AVAILABLE DATA:
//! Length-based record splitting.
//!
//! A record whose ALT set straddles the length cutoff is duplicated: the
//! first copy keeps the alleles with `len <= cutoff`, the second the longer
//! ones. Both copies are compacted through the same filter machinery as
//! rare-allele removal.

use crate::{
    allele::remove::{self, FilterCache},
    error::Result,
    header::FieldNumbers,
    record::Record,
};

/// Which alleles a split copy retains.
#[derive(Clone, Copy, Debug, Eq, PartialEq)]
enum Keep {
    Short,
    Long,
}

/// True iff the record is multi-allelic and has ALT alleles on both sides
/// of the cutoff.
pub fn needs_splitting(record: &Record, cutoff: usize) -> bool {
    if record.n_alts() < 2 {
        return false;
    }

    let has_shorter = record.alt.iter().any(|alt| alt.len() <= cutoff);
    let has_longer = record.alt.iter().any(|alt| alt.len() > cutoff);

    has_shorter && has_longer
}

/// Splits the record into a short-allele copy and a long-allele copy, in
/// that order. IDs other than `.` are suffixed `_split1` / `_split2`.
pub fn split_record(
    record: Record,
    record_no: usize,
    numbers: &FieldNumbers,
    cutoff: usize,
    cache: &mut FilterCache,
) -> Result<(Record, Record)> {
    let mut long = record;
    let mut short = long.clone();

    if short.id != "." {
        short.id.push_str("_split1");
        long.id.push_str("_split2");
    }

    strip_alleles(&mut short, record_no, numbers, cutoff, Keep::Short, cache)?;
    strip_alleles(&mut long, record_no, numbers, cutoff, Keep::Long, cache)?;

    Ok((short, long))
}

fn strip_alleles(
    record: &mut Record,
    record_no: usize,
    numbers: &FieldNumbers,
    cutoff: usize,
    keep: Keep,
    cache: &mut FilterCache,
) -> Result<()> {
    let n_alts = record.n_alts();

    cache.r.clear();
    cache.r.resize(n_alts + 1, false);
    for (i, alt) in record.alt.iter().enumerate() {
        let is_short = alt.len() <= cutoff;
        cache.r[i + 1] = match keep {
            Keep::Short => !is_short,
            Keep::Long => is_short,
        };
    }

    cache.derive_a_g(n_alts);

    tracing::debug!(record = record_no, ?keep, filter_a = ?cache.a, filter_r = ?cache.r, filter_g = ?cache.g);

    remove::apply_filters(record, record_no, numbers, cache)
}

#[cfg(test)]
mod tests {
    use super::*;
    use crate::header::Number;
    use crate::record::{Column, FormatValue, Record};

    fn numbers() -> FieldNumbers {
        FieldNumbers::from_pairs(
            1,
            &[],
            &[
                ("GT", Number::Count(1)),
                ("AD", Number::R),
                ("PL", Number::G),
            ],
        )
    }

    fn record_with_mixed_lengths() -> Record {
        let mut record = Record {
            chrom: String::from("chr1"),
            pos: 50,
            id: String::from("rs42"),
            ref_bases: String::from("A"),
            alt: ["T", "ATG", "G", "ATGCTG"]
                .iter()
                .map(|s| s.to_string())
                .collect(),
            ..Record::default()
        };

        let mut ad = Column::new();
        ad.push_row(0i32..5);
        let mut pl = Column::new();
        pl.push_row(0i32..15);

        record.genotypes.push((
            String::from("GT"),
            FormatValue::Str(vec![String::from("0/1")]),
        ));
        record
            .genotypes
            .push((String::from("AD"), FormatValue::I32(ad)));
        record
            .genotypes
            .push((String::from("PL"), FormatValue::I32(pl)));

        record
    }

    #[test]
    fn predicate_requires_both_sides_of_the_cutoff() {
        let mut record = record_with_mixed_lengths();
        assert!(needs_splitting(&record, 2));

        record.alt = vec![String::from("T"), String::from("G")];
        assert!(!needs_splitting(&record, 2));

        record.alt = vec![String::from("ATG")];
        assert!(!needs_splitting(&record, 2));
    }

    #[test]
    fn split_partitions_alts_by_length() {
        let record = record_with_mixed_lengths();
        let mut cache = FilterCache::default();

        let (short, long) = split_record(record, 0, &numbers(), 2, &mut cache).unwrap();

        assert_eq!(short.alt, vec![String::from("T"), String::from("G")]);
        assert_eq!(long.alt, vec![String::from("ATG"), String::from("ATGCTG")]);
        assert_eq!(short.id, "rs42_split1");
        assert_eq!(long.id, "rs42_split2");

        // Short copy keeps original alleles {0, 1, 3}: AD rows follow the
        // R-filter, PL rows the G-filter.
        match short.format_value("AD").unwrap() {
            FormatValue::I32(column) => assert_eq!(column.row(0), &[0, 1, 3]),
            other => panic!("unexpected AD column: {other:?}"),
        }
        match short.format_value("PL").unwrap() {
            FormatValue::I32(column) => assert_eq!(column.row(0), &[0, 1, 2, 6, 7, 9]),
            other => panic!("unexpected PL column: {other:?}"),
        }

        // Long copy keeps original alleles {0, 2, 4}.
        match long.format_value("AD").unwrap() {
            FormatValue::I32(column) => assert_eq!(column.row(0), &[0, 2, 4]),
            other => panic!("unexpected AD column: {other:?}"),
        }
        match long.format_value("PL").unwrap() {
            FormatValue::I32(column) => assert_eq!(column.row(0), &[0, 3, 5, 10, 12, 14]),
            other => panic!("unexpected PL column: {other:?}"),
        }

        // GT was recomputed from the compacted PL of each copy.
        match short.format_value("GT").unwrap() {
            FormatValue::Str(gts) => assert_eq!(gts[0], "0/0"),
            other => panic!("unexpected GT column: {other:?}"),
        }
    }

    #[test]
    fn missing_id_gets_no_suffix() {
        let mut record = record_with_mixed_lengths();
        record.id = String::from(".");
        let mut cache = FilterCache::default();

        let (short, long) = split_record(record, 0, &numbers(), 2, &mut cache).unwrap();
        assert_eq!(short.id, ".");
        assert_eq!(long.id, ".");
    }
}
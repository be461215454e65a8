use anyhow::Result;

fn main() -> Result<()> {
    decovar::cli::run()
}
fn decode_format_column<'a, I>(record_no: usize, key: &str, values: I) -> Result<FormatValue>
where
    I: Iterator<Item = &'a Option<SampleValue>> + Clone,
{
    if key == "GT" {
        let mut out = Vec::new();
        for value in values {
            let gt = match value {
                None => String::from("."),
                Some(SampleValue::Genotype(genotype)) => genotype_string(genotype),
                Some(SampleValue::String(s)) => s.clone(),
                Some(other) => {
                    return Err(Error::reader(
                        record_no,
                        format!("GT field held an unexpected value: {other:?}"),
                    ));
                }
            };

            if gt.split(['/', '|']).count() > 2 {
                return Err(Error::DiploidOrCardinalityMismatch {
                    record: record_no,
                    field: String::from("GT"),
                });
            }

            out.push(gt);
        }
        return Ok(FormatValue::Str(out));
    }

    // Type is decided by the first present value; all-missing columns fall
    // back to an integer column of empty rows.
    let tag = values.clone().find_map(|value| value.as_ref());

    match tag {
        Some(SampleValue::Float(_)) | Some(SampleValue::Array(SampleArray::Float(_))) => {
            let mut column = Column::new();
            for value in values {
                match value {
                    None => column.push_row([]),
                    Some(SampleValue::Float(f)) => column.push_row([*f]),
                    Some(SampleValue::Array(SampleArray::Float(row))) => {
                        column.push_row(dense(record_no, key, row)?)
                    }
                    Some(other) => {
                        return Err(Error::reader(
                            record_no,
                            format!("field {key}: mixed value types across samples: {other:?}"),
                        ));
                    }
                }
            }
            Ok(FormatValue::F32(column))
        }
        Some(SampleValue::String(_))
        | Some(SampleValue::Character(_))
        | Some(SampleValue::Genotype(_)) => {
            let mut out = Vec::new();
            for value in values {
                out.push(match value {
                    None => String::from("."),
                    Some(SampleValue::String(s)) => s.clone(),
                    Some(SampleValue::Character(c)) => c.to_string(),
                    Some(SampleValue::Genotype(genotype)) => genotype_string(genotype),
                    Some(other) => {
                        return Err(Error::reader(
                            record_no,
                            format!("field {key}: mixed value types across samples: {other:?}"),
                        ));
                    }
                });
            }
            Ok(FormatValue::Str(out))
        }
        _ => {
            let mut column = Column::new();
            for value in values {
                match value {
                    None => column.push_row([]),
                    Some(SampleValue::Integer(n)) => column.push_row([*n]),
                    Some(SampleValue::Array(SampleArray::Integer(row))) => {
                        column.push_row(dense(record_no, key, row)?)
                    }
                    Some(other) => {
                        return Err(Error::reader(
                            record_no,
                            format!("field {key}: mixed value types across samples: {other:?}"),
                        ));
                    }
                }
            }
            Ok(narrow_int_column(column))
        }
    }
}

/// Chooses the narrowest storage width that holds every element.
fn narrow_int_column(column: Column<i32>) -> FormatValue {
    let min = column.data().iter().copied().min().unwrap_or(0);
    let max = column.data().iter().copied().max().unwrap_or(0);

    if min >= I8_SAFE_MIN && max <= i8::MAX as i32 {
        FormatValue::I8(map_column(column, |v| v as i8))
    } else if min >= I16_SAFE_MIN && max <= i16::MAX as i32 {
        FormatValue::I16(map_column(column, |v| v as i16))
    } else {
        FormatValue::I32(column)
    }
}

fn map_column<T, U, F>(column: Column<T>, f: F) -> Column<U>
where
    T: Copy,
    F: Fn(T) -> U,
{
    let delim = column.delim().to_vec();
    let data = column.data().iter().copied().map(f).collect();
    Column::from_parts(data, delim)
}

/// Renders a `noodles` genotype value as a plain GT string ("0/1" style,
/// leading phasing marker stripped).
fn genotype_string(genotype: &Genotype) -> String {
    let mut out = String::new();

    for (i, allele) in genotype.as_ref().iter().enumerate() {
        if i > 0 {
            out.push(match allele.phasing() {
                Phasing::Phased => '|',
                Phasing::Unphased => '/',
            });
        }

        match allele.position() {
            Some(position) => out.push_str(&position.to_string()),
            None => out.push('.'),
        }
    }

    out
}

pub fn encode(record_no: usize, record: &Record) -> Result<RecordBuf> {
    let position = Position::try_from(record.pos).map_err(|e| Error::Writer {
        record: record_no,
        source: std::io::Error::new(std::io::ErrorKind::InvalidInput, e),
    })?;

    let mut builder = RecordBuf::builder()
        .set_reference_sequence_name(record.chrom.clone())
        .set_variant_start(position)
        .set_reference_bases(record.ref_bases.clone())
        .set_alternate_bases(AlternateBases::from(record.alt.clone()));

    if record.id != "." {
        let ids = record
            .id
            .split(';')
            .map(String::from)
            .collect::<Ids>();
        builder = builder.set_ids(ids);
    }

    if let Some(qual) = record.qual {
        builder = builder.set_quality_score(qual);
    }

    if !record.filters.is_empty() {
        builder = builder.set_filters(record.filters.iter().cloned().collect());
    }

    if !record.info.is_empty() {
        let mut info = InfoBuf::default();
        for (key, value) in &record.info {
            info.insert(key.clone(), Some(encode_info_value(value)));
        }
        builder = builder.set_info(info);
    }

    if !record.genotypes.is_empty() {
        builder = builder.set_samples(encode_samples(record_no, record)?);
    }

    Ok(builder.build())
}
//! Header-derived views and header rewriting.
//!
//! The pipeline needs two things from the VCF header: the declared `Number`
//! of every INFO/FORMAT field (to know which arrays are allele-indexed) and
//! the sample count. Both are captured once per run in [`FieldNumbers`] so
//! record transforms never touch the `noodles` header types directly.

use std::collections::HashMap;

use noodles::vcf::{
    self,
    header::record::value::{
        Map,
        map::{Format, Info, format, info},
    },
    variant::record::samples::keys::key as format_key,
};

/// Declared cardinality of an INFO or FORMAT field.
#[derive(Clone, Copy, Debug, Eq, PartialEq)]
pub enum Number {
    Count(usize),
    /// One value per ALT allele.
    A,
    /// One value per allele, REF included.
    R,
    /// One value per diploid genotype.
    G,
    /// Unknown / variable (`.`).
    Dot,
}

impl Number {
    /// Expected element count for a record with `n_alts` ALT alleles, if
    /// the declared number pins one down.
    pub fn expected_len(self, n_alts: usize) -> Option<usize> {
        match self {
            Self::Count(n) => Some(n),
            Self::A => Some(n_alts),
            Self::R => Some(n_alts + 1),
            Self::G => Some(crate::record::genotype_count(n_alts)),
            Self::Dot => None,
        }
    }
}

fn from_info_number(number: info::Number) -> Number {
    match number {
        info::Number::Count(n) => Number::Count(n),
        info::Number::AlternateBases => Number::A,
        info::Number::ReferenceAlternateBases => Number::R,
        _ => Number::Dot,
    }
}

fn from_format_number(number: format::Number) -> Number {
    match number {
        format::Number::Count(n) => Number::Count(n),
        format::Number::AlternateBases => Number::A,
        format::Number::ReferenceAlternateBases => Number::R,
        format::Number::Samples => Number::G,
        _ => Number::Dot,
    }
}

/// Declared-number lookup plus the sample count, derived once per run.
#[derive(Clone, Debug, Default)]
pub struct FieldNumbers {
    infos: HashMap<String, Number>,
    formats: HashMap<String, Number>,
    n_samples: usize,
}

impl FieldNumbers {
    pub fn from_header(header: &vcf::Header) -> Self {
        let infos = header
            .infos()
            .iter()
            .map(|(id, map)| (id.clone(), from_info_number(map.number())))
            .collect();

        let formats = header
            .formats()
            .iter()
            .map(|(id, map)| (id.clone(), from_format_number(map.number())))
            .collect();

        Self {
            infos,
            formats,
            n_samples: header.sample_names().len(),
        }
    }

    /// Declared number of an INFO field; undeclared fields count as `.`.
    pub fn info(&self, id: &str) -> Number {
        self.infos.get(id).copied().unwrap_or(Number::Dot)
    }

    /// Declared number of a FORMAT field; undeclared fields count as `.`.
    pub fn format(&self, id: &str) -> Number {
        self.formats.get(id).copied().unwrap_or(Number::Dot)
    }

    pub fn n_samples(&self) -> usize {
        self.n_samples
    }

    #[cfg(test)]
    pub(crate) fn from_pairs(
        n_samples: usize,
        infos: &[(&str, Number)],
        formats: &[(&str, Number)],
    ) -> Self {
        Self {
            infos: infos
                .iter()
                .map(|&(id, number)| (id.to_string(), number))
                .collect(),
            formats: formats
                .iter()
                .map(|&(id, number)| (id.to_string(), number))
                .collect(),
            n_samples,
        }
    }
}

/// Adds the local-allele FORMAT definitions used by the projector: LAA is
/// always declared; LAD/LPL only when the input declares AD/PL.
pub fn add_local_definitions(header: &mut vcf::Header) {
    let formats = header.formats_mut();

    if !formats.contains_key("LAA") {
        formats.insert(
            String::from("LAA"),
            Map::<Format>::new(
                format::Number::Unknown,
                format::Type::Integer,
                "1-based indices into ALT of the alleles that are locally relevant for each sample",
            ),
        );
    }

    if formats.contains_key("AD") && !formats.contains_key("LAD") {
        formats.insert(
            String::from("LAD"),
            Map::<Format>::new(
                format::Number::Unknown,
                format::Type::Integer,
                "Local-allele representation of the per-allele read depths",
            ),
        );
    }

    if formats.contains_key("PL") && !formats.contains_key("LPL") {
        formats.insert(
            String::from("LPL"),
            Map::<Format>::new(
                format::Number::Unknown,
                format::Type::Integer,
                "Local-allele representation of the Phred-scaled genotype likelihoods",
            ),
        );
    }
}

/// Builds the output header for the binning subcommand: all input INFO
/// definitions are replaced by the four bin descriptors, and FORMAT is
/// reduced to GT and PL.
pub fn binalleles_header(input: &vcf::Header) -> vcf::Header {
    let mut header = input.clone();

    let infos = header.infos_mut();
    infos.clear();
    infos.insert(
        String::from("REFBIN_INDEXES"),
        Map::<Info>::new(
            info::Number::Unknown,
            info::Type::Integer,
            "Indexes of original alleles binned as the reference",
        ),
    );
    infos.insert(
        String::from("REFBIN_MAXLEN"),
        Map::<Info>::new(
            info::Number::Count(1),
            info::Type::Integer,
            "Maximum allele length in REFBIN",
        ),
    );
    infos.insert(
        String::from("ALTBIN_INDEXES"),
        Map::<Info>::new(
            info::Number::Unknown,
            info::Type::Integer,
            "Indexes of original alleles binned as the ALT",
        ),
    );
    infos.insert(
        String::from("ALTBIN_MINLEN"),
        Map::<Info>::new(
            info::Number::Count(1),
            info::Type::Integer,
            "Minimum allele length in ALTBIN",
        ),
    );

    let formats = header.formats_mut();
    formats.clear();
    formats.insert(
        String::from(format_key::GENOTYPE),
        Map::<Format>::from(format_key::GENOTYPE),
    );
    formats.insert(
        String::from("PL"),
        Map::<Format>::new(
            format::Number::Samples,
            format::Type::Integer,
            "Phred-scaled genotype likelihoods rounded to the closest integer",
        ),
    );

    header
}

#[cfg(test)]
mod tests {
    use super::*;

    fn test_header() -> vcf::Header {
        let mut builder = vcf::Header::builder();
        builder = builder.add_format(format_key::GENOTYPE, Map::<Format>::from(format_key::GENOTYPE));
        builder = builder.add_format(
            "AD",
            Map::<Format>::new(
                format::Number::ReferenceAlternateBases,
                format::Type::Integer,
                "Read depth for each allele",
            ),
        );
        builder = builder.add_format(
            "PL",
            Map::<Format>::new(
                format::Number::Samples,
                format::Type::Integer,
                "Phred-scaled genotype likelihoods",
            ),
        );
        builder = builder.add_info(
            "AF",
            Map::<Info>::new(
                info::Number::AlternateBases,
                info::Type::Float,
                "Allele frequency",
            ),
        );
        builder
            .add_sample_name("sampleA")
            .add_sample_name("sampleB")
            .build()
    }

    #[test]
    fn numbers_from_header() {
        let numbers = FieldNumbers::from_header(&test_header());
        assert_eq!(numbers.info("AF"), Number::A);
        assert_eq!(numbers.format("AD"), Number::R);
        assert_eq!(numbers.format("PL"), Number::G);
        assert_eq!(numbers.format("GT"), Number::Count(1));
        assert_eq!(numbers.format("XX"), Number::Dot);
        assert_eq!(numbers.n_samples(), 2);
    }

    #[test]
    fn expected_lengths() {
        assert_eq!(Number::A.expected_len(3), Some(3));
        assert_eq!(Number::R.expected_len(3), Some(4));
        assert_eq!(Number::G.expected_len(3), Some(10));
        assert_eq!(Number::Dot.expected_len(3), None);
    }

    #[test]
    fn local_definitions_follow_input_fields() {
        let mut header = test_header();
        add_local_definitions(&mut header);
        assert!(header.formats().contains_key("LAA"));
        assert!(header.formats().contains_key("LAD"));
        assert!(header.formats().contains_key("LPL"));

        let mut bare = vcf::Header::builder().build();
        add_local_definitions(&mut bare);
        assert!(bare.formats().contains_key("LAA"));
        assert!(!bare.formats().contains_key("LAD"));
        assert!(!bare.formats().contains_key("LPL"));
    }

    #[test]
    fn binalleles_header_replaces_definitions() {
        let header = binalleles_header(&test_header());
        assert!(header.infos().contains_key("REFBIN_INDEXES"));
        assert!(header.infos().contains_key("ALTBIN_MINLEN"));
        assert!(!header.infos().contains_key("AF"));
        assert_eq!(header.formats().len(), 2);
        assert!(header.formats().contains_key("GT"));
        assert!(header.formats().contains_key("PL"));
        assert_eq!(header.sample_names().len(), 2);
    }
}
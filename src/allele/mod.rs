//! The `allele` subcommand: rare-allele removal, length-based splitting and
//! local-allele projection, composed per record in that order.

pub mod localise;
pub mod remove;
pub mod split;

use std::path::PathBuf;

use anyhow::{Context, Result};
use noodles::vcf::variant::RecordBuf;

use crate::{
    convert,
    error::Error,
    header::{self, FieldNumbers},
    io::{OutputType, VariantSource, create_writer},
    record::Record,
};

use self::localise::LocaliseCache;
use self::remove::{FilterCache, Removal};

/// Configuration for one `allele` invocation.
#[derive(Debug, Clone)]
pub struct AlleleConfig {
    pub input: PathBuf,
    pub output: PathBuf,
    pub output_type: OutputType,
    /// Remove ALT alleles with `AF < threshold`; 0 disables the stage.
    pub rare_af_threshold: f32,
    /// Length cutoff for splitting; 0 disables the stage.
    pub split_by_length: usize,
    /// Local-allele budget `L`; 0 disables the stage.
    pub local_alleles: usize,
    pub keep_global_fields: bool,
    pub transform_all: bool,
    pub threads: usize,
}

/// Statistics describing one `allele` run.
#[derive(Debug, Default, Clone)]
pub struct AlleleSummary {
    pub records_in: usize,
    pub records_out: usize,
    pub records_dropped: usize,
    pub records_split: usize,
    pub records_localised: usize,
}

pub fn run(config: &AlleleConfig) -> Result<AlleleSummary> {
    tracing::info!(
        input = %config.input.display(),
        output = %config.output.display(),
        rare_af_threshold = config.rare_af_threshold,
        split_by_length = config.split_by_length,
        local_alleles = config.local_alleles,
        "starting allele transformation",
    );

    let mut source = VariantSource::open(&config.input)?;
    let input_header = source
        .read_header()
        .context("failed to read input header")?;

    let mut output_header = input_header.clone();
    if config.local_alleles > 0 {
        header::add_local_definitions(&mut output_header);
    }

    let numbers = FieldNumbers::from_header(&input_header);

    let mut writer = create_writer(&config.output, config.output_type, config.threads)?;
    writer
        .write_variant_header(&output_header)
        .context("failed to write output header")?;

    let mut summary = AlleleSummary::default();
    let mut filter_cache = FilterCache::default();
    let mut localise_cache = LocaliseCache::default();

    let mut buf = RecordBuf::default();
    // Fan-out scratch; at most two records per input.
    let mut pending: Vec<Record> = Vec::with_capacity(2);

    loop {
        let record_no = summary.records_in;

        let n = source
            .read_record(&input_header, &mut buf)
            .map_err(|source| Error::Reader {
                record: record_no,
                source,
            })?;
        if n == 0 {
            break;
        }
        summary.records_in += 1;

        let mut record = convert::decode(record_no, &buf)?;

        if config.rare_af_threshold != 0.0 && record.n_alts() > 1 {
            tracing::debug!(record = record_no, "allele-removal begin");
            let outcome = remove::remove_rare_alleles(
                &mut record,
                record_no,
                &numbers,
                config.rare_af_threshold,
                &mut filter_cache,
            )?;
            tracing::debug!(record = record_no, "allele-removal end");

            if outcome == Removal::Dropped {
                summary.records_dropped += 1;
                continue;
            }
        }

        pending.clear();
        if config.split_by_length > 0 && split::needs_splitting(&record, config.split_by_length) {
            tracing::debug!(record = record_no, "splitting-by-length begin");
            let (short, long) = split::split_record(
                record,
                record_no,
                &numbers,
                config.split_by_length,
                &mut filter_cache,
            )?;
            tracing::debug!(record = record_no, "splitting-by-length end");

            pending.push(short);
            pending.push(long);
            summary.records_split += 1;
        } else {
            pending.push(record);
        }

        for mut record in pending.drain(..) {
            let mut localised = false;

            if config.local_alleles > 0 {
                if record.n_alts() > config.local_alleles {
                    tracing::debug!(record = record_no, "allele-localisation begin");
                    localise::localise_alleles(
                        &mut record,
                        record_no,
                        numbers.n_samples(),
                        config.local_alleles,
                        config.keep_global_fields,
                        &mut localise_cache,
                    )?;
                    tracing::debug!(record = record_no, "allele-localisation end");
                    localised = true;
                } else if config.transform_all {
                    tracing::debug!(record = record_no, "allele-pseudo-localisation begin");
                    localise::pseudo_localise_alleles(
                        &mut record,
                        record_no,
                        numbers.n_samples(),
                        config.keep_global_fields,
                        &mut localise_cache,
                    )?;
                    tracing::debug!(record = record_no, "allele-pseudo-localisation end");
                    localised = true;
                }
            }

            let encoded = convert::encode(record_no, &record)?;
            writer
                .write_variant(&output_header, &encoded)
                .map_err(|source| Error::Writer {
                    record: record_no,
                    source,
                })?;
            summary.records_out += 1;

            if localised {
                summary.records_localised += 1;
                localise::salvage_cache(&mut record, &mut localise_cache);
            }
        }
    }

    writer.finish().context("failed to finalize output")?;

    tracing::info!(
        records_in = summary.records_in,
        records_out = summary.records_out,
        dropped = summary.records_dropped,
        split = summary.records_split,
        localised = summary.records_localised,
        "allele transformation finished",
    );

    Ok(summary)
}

ASSIGNMENT: If a line of the data contains "Float", it counts; report the number of such lines and nothing else.

RESPONSE AREA: 4